ICAC has kick started a media campaign, coinciding with the Commission moving to its new headquarters at Réduit. The tagline of the media campaign reads: “Koripsion : swa oui, swa non. Apre asim to desizion!“, produced by the production company Eruption Studio. This campaign follows extensive debriefing sessions in the aftermath of the National Survey on Corruption published earlier this year, which was discussed in the last issue of the newsletter.

Campaigning for causes, however noble the fight against corruption may be, is not an easy task. Down the years, ICAC has come to realise that members of the public have, unfortunately, become desensitised to messages promoting values such as integrity, honesty and patriotism. Refusing to accept this as a fatality, the Commission is seeking to transform it into opportunity.

As a result, the chosen tagline will no doubt raise a few eyebrows. This is the desired effect sought by ICAC through this campaign, the message being: “either you are part of the problem, or you are part of the solution”, with an underlying message that we are all stakeholders in the fight against corruption and money laundering. Positive feedback from focus groups has led us to validate this campaign.

To explain the rationale behind the conception of this tagline, Jean-Luc Ahnee, managing partner of Eruption Studio provides the following:

La corruption est un choix face auquel chaque citoyen est seul responsable. Face à ce choix, il n’y a pas de demi-mesure ou de compromis possible. Choisir son camp, c’est faire un choix de valeurs, de principes ; en somme, un choix de société entre justice, honnêteté, méritocratie et illégalité, magouille et improbité. Etre avec tous ceux qui, comme l’ICAC, ont choisit de lutter contre ce fléau ou être dans le camp d’en face. Il reviendra ensuite à chacun d’assumer les conséquences de ses actes.

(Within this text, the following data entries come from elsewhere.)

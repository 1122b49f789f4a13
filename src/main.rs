//! gridhash - Main Application
//!
//! CLI for the parallel SHA-256 nonce search: builds a search engine from
//! configuration, runs one search, and reports the verified result.

use gridhash::{
    kernel::gpu, Config, Error, Result, RunReport, SearchEngine, APP_NAME, APP_VERSION,
};

use rand::distr::{Alphanumeric, SampleString};
use tokio_util::sync::CancellationToken;
use tracing::{info, warn};
use tracing_subscriber::{fmt, prelude::*, EnvFilter};

#[tokio::main]
async fn main() -> Result<()> {
    let config = Config::load().await?;

    // initialize tracing; RUST_LOG overrides the configured level
    let level: tracing::Level = config.log_level.into();
    let filter = EnvFilter::try_from_default_env()
        .unwrap_or_else(|_| EnvFilter::new(level.to_string()));
    tracing_subscriber::registry()
        .with(fmt::layer().with_target(false))
        .with(filter)
        .init();

    if config.print_config {
        print_configuration(&config)?;
        return Ok(());
    }

    if config.list_devices {
        print_devices();
        return Ok(());
    }

    let input = resolve_input(&config)?;
    info!(
        "starting {} v{}: backend={} difficulty={}",
        APP_NAME, APP_VERSION, config.backend, config.difficulty
    );

    let engine = SearchEngine::new(&config).await?;

    // cooperative stop on Ctrl-C, observed at the next dispatch boundary
    let cancel = CancellationToken::new();
    let signal_cancel = cancel.clone();
    tokio::spawn(async move {
        if tokio::signal::ctrl_c().await.is_ok() {
            warn!("interrupt received, stopping after the current dispatch");
            signal_cancel.cancel();
        }
    });

    let report = engine.run(input.as_bytes(), config.difficulty, &cancel).await?;
    print_report(&config, &input, &report)?;

    Ok(())
}

/// Pick the configured input, or generate a random one on request
fn resolve_input(config: &Config) -> Result<String> {
    if let Some(input) = &config.input {
        return Ok(input.clone());
    }
    if config.random_input {
        let input = Alphanumeric.sample_string(&mut rand::rng(), 8);
        info!("generated random input: {}", input);
        return Ok(input);
    }
    Err(Error::config(
        "an input is required; use --input or --random-input",
    ))
}

/// Print the run report as text or JSON
fn print_report(config: &Config, input: &str, report: &RunReport) -> Result<()> {
    if config.json {
        println!("{}", serde_json::to_string_pretty(report)?);
        return Ok(());
    }

    println!("input:      {}", input);
    println!("input hash: {}", report.input_hash);
    if let Some(final_hash) = &report.final_hash {
        println!("final hash: {}", final_hash);
        println!("nonce:      {}", report.nonce);
    } else {
        println!("nonce:      -1 (no nonce found)");
    }
    println!("candidates: {}", report.candidates_tried);
    println!("duration:   {} ms", report.duration_ms);
    Ok(())
}

/// Print available GPU adapters
fn print_devices() {
    let devices = gpu::enumerate_devices();
    if devices.is_empty() {
        println!("no GPU adapters found (the cpu backend is still available)");
        return;
    }
    for (index, name, device_type) in devices {
        println!("GPU {}: {} ({:?})", index, name, device_type);
    }
}

/// Print current configuration
fn print_configuration(config: &Config) -> Result<()> {
    let config_yaml = serde_yaml::to_string(config)?;
    println!("{}", config_yaml);
    Ok(())
}

#[cfg(test)]
mod tests {
    use super::*;
    use clap::Parser;

    #[test]
    fn test_resolve_input_prefers_explicit() {
        let config = Config::try_parse_from(["gridhash", "-i", "data"]).unwrap();
        assert_eq!(resolve_input(&config).unwrap(), "data");
    }

    #[test]
    fn test_resolve_input_generates_random() {
        let config = Config::try_parse_from(["gridhash", "--random-input"]).unwrap();
        let input = resolve_input(&config).unwrap();
        assert_eq!(input.len(), 8);
    }

    #[test]
    fn test_resolve_input_requires_something() {
        let config = Config::try_parse_from(["gridhash"]).unwrap();
        assert!(resolve_input(&config).is_err());
    }

    #[test]
    fn test_print_report_shapes() {
        let config = Config::try_parse_from(["gridhash"]).unwrap();
        let found = RunReport {
            input_hash: "aa".repeat(32),
            final_hash: Some("bb".repeat(32)),
            nonce: 77,
            duration_ms: 3,
            candidates_tried: 1024,
        };
        assert!(print_report(&config, "x", &found).is_ok());

        let exhausted = RunReport {
            final_hash: None,
            nonce: -1,
            ..found
        };
        assert!(print_report(&config, "x", &exhausted).is_ok());

        let json_config = Config::try_parse_from(["gridhash", "--json"]).unwrap();
        assert!(print_report(&json_config, "x", &exhausted).is_ok());
    }

    #[test]
    fn test_config_printing() {
        let config =
            Config::try_parse_from(["gridhash", "-b", "cpu", "--grid-width", "16"]).unwrap();
        assert!(print_configuration(&config).is_ok());
    }
}
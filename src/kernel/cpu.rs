//! Lane-faithful CPU kernel
//!
//! Executes the exact per-lane semantics of the parallel program on the
//! host: every lane walks its own nonce window, splices candidates into the
//! block, runs the single-block compression, and writes one interleaved
//! record. Lanes are spread across threads and never share mutable state;
//! each thread owns a disjoint slice of the output records.
//!
//! Besides serving as a fallback backend, this kernel is the testable twin
//! of the shader: both must reproduce the reference digest bit-for-bit.

use super::{check_capacity, HashKernel, KernelGrid};
use crate::block::MessageBlock;
use crate::channel::{self, ResultChannel, LANE_STRIDE, NONCE_SENTINEL};
use crate::types::{Digest, DifficultyTarget, DispatchBatch};
use crate::{Error, Result};
use async_trait::async_trait;
use tracing::debug;

const H0: [u32; 8] = [
    0x6a09e667, 0xbb67ae85, 0x3c6ef372, 0xa54ff53a, 0x510e527f, 0x9b05688c, 0x1f83d9ab, 0x5be0cd19,
];

const K: [u32; 64] = [
    0x428a2f98, 0x71374491, 0xb5c0fbcf, 0xe9b5dba5, 0x3956c25b, 0x59f111f1, 0x923f82a4, 0xab1c5ed5,
    0xd807aa98, 0x12835b01, 0x243185be, 0x550c7dc3, 0x72be5d74, 0x80deb1fe, 0x9bdc06a7, 0xc19bf174,
    0xe49b69c1, 0xefbe4786, 0x0fc19dc6, 0x240ca1cc, 0x2de92c6f, 0x4a7484aa, 0x5cb0a9dc, 0x76f988da,
    0x983e5152, 0xa831c66d, 0xb00327c8, 0xbf597fc7, 0xc6e00bf3, 0xd5a79147, 0x06ca6351, 0x14292967,
    0x27b70a85, 0x2e1b2138, 0x4d2c6dfc, 0x53380d13, 0x650a7354, 0x766a0abb, 0x81c2c92e, 0x92722c85,
    0xa2bfe8a1, 0xa81a664b, 0xc24b8b70, 0xc76c51a3, 0xd192e819, 0xd6990624, 0xf40e3585, 0x106aa070,
    0x19a4c116, 0x1e376c08, 0x2748774c, 0x34b0bcb5, 0x391c0cb3, 0x4ed8aa4a, 0x5b9cca4f, 0x682e6ff3,
    0x748f82ee, 0x78a5636f, 0x84c87814, 0x8cc70208, 0x90befffa, 0xa4506ceb, 0xbef9a3f7, 0xc67178f2,
];

#[inline]
fn rotr(x: u32, n: u32) -> u32 {
    (x >> n) | (x << (32 - n))
}

#[inline]
fn ch(x: u32, y: u32, z: u32) -> u32 {
    (x & y) ^ (!x & z)
}

#[inline]
fn maj(x: u32, y: u32, z: u32) -> u32 {
    (x & y) ^ (x & z) ^ (y & z)
}

#[inline]
fn bsig0(x: u32) -> u32 {
    rotr(x, 2) ^ rotr(x, 13) ^ rotr(x, 22)
}

#[inline]
fn bsig1(x: u32) -> u32 {
    rotr(x, 6) ^ rotr(x, 11) ^ rotr(x, 25)
}

#[inline]
fn ssig0(x: u32) -> u32 {
    rotr(x, 7) ^ rotr(x, 18) ^ (x >> 3)
}

#[inline]
fn ssig1(x: u32) -> u32 {
    rotr(x, 17) ^ rotr(x, 19) ^ (x >> 10)
}

/// Single-block SHA-256 compression over 16 big-endian words.
///
/// All arithmetic is 32-bit wraparound; this must match the reference
/// primitive bit-for-bit for every input the block builder can produce.
pub fn compress_block(block: &[u32; 16]) -> [u32; 8] {
    let mut w = [0u32; 64];
    w[..16].copy_from_slice(block);
    for i in 16..64 {
        w[i] = ssig1(w[i - 2])
            .wrapping_add(w[i - 7])
            .wrapping_add(ssig0(w[i - 15]))
            .wrapping_add(w[i - 16]);
    }

    let [mut a, mut b, mut c, mut d, mut e, mut f, mut g, mut h] = H0;
    for i in 0..64 {
        let t1 = h
            .wrapping_add(bsig1(e))
            .wrapping_add(ch(e, f, g))
            .wrapping_add(K[i])
            .wrapping_add(w[i]);
        let t2 = bsig0(a).wrapping_add(maj(a, b, c));
        h = g;
        g = f;
        f = e;
        e = d.wrapping_add(t1);
        d = c;
        c = b;
        b = a;
        a = t1.wrapping_add(t2);
    }

    [
        H0[0].wrapping_add(a),
        H0[1].wrapping_add(b),
        H0[2].wrapping_add(c),
        H0[3].wrapping_add(d),
        H0[4].wrapping_add(e),
        H0[5].wrapping_add(f),
        H0[6].wrapping_add(g),
        H0[7].wrapping_add(h),
    ]
}

fn run_lane(
    block: &MessageBlock,
    target: &DifficultyTarget,
    batch: &DispatchBatch,
    lane: u32,
    record: &mut [u32],
) {
    record[channel::NONCE] = NONCE_SENTINEL;
    let mut word0 = 0u32;
    for k in 0..batch.nonces_per_lane() {
        let candidate = batch.base_nonce() + lane * batch.nonces_per_lane() + k;
        let words = block.words_with_nonce(candidate);
        let digest = compress_block(&words);
        word0 = digest[0];
        if target.matches(&Digest::new(digest)) {
            record[channel::NONCE] = candidate;
            if target.wants_full_digest() {
                record[channel::DIGEST..channel::DIGEST + 8].copy_from_slice(&digest);
            } else {
                record[channel::DIGEST] = digest[0];
            }
            break;
        }
    }
    // inert visualization channel, one byte of the last digest word per component
    record[channel::VISUAL] = word0 >> 24;
    record[channel::VISUAL + 1] = (word0 >> 16) & 0xff;
    record[channel::VISUAL + 2] = (word0 >> 8) & 0xff;
    record[channel::VISUAL + 3] = word0 & 0xff;
}

fn compute_records(
    block: &MessageBlock,
    target: &DifficultyTarget,
    batch: DispatchBatch,
    threads: usize,
) -> Vec<u32> {
    let lane_count = batch.lane_count() as usize;
    let mut raw = vec![0u32; lane_count * LANE_STRIDE];

    let threads = threads.clamp(1, lane_count);
    let lanes_per_thread = lane_count.div_ceil(threads);

    std::thread::scope(|scope| {
        for (chunk_index, chunk) in raw.chunks_mut(lanes_per_thread * LANE_STRIDE).enumerate() {
            let first_lane = (chunk_index * lanes_per_thread) as u32;
            scope.spawn(move || {
                for (i, record) in chunk.chunks_mut(LANE_STRIDE).enumerate() {
                    run_lane(block, target, &batch, first_lane + i as u32, record);
                }
            });
        }
    });

    raw
}

/// CPU backend simulating the compute grid with a thread pool
pub struct CpuKernel {
    grid: KernelGrid,
    threads: usize,
}

impl CpuKernel {
    /// Create a CPU kernel; `threads == 0` selects one thread per core
    pub fn new(grid: KernelGrid, threads: usize) -> Self {
        let threads = if threads == 0 {
            num_cpus::get()
        } else {
            threads
        };
        debug!("creating cpu kernel: {} threads", threads);
        Self { grid, threads }
    }
}

#[async_trait]
impl HashKernel for CpuKernel {
    fn backend(&self) -> &'static str {
        "cpu"
    }

    fn grid(&self) -> KernelGrid {
        self.grid
    }

    async fn dispatch(
        &self,
        block: &MessageBlock,
        target: &DifficultyTarget,
        batch: DispatchBatch,
    ) -> Result<ResultChannel> {
        check_capacity(self.grid, &batch)?;

        let block = *block;
        let target = *target;
        let threads = self.threads;
        let raw =
            tokio::task::spawn_blocking(move || compute_records(&block, &target, batch, threads))
                .await
                .map_err(|_| Error::cancelled("cpu lane pool"))?;

        ResultChannel::from_raw(raw, batch.lane_count(), target.wants_full_digest())
    }
}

Some viewers may run the risk of misinterpreting some visual messages in the video campaign and point out perceived misrepresentations of reality. ICAC and Eruption Studio have tried conveying the intricacies of corruption offenses and the subsequent investigation in one-minute visual clips. This has not been easy. The more so when such clips are based on fictional representations of what could happen in real life. ICAC would like to bring forward the rationale behind each clip, in the expectation that the wider public appreciates the message.

Clip One: The Race

Enacting a group of children in a competitive environment for a prize, the clip shows how one of them cheats to claim the top spot. While there is obviously no corruption offence involved, the focus of the clip is on values such as honesty and integrity, the main pillars behind a corruption-free generation. ICAC wishes to trigger questions from younger viewers to their parents, who will then explain to the former the relationship between the need for values in a corruption-free society. Also, the Commission hopes adults will realise how these values are intrinsically linked.

Clip Two: The Date

Corruption, cutting corners or “traser” in creole, is neither acceptable nor fashionable. Even the classiest young man, with an impeccable code of conduct in society, can fall prey to temptation and commit an offence. In this clip, while the young man attempts to bribe the traffic warden, the girl chooses otherwise: to leave the young man because of his skewed moral compass. The message in this video is clear: we all have a choice in every situation in life. How people react to these choices will define the society we live in.

Clip Three: The Secretary

Reporting corruption is an obligation for public officials. However, whistleblowers may be afraid of retaliation. This clip showcases a secretary who dares to denounce an act of traffic d’influence. As previously mentioned, all the variables needed to prove such an offence in court could not be covered in the short lapse of this clip. Informed viewers will no doubt notice other issues such as admissibility of evidence etc. ICAC chose to suggest these aspects between the lines. Instead, the focus is on the courage the secretary musters to go ahead and denounce the illegal act and the support of her family in this endeavor, hailing her as a hero after the arrest of the corrupt person.